In re the Marriage of Hix

FORT, J.

The husband appeals from the property division and spousal support provisions of a decree dissolving the 24-year marriage of the parties.

The court awarded to each party his or her own pension rights, one-half of the parties’ stocks (total value $1,784), and one-half of the parties’ tax refund. The wife was awarded the family residence valued at $35,000 but subject to an $8,000 mortgage which she was required to assume, an automobile ($2,300), and household furnishings ($2,000). The husband was awarded his inheritance, the tools of his trade ($1,500), and an automobile ($500), and was required to assume marital debts totaling at least $4,195, which includes a $4,000 note to his father.

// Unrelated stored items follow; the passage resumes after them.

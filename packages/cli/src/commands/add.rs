use super::open_store;
use crate::config::Config;
use anyhow::Result;
use clap::Args;
use colored::Colorize;
use sitecraft_editor::Mutation;
use sitecraft_model::ElementKind;
use std::path::Path;
use tracing::warn;

#[derive(Debug, Args)]
pub struct AddArgs {
    /// Element type (paragraph, heading, navbar, ...)
    pub kind: String,

    /// Structure template to expand
    #[arg(short, long)]
    pub structure: Option<String>,

    /// Parent element ID
    #[arg(short, long)]
    pub parent: Option<String>,

    /// Position among siblings
    #[arg(short, long)]
    pub index: Option<usize>,

    /// Heading level
    #[arg(short, long)]
    pub level: Option<u8>,

    /// Text content
    #[arg(short, long)]
    pub content: Option<String>,
}

pub fn add(args: AddArgs, cwd: &Path) -> Result<()> {
    let config = Config::load(cwd)?;
    let mut store = open_store(&config, cwd);

    let kind = ElementKind::from(args.kind.as_str());
    if let ElementKind::Other(tag) = &kind {
        warn!(kind = %tag, "Unknown element type, it will not render");
    }

    let result = store.apply(Mutation::AddElement {
        kind,
        level: args.level,
        insert_index: args.index,
        parent_id: args.parent,
        structure: args.structure,
    })?;

    let Some(id) = result.created_id else {
        return Ok(());
    };

    if let Some(content) = args.content {
        store.apply(Mutation::UpdateContent {
            id: id.clone(),
            value: content,
        })?;
    }

    let element_count = store.len();
    println!("{} Added {}", "✓".green(), id.bright_white());
    println!("  {} elements in store", element_count);

    Ok(())
}
#[test]
fn test_compile_paragraph() {
    let elements = vec![Element::new("p1", ElementKind::Paragraph).with_content("Hello")];
    let page = compile(&elements, &CompileOptions::default()).expect("compile");

    assert_eq!(page.html, "<p id=\"p1\" class=\"_paragraph-p1\">Hello</p>\n");
    assert!(page.css.contains("._paragraph-p1 {\n  font-size: 16px;"));
}

#[test]
fn test_navbar_two_column_regroups_children() {
    let mut store = ElementStore::new();
    let navbar = store.add_element(ElementKind::Navbar).unwrap();
    store.update_configuration(&navbar, "layout", "twoColumn".into());

    // stored out of display order
    let button = store
        .add_element(NewElement::new(ElementKind::Button).parent(navbar.as_str()))
        .unwrap();
    let span_a = store
        .add_element(NewElement::new(ElementKind::Span).parent(navbar.as_str()))
        .unwrap();
    let image = store
        .add_element(NewElement::new(ElementKind::Image).parent(navbar.as_str()))
        .unwrap();
    let span_b = store
        .add_element(NewElement::new(ElementKind::Span).parent(navbar.as_str()))
        .unwrap();

    store.update_content(&button, "Get Started");
    store.update_content(&span_a, "Home");
    store.update_content(&image, "/logo.png");
    store.update_content(&span_b, "About");

    let out = html(store.elements());

    assert_eq!(out.matches("class=\"logoContainer\"").count(), 1);
    assert_eq!(out.matches("class=\"buttonContainer\"").count(), 1);
    assert!(!out.contains("linksContainer"));

    let logo = out.find("class=\"logoContainer\"").unwrap();
    let buttons = out.find("class=\"buttonContainer\"").unwrap();
    let img = out.find("<img").unwrap();
    assert!(logo < img && img < buttons);

    let group = &out[buttons..];
    let home = group.find(">Home</span>").unwrap();
    let about = group.find(">About</span>").unwrap();
    let cta = group.find(">Get Started</button>").unwrap();
    assert!(home < about && about < cta);
}

#[test]
fn test_navbar_from_template_uses_explicit_slots() {
    let mut store = ElementStore::new();
    store
        .add_element(NewElement::new(ElementKind::Navbar).structure("threeColumn"))
        .unwrap();

    let out = html(store.elements());

    assert!(out.starts_with("<nav "));
    assert!(out.contains("class=\"linksContainer\""));
    assert_eq!(out.matches("<span").count(), 3);
    assert!(out.contains(">Connect Wallet</button>"));
}

#[test]
fn test_navbar_styles_include_sub_rules() {
    let navbar = Element::new("nav1", ElementKind::Navbar)
        .with_configuration(Configuration::new().with("layout", "threeColumn"))
        .with_styles(Styles::new().with("backgroundColor", "#000000"));
    let logo = Element::new("logo", ElementKind::Image).with_content("/logo.png");

    let page = compile(&family(navbar, vec![logo]), &CompileOptions::default()).unwrap();

    assert!(page.css.contains("background-color: #000000;"));
    assert!(page.css.contains("._navbar-nav1 .logoContainer img {\n  height: 40px;\n}"));
    assert!(page
        .css
        .contains("._navbar-nav1 .linksContainer {\n  align-items: center;\n  display: flex;\n  flex: 1;\n  gap: 24px;\n  justify-content: center;\n}"));
}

The court also required the husband to pay spousal support of $200 per month until the wife’s death or remarriage, and to maintain life insurance in the amount of $20,000 with the wife named as beneficiary so long as he is obligated to make such spousal support payments.

At the time of the decree, the parties were 47 years old and their three children were emancipated. The husband is a truck mechanic, whose gross income in 1974 was $15,736 from wages and $450 from another source. At age 58 he will be entitled to retirement fund benefits from his union, and he will be entitled to social security at the eligibility age. He anticipated that the retirement benefits would be between $200 and $300 per month and that he would, if he continued working, receive almost the maximum social security. During the marriage he inherited from his mother a one-sixth interest in a ranch, subject to a life estate in his father. The property is under a long-term lease from which the husband will receive no rental income during his father’s life. Expert testimony fixed the present value of the husband’s interest at $27,000. Its current marketability, however, would seem as a minority interest to be doubtful.

The wife is a secretary. She earned a gross income *200of $6,816.64 in 1974. Upon retirement at age 65 she will receive retirement benefits of $3,100 per year and may be eligible to receive a portion of the husband’s social security. As a result of her job, their youngest daughter, who lives with her mother, will be eligible for a $2,000 per year tuition remission at the college where the mother is employed, if admitted. The wife had surgery for cancer in 1961 and has had several follow-up operations. She has been advised by her physician to avoid overfatigue and stress. Her allergy to cigarette smoke further limits where she can work.

We conclude that the division of property made by the trial court was just and proper under the circumstances. ORS 107.105(l)(e). The husband concedes that property inherited by one spouse during the marriage may properly be subject to a marriage dissolution decree. Dietz and Dietz, 271 Or 445, 533 P2d 783 (1975). However, he contends that in light of his inability to sell his interest or receive rental income from the property prior to his father’s death, the practical value of his inheritance is less than the appraised value. In Rinehart and Rinehart, 26 Or App 513, 552 P2d 1346 (1976), we rejected the argument that inherited property has no actual value if it cannot presently be enjoyed by the heir.

The husband further contends that the award of permanent spousal support of $200 per month is unwarranted because the wife can (1) decrease her expenses by moving to an apartment and acquiring a less expensive automobile, and (2) increase her income by selling the family residence and investing the proceeds, and by taking a higher paying job. The wife argues that she prefers to live in the house and prefers her present job because it will allow her daughter to obtain a tuition remission and it is within her physical limitations. Balancing the wife’s options against her limitations, and considering all the circumstances, we conclude that the husband be required to pay spousal *201support of $150 per month until the wife’s death or remarriage.

Affirmed as modified. No costs to either party.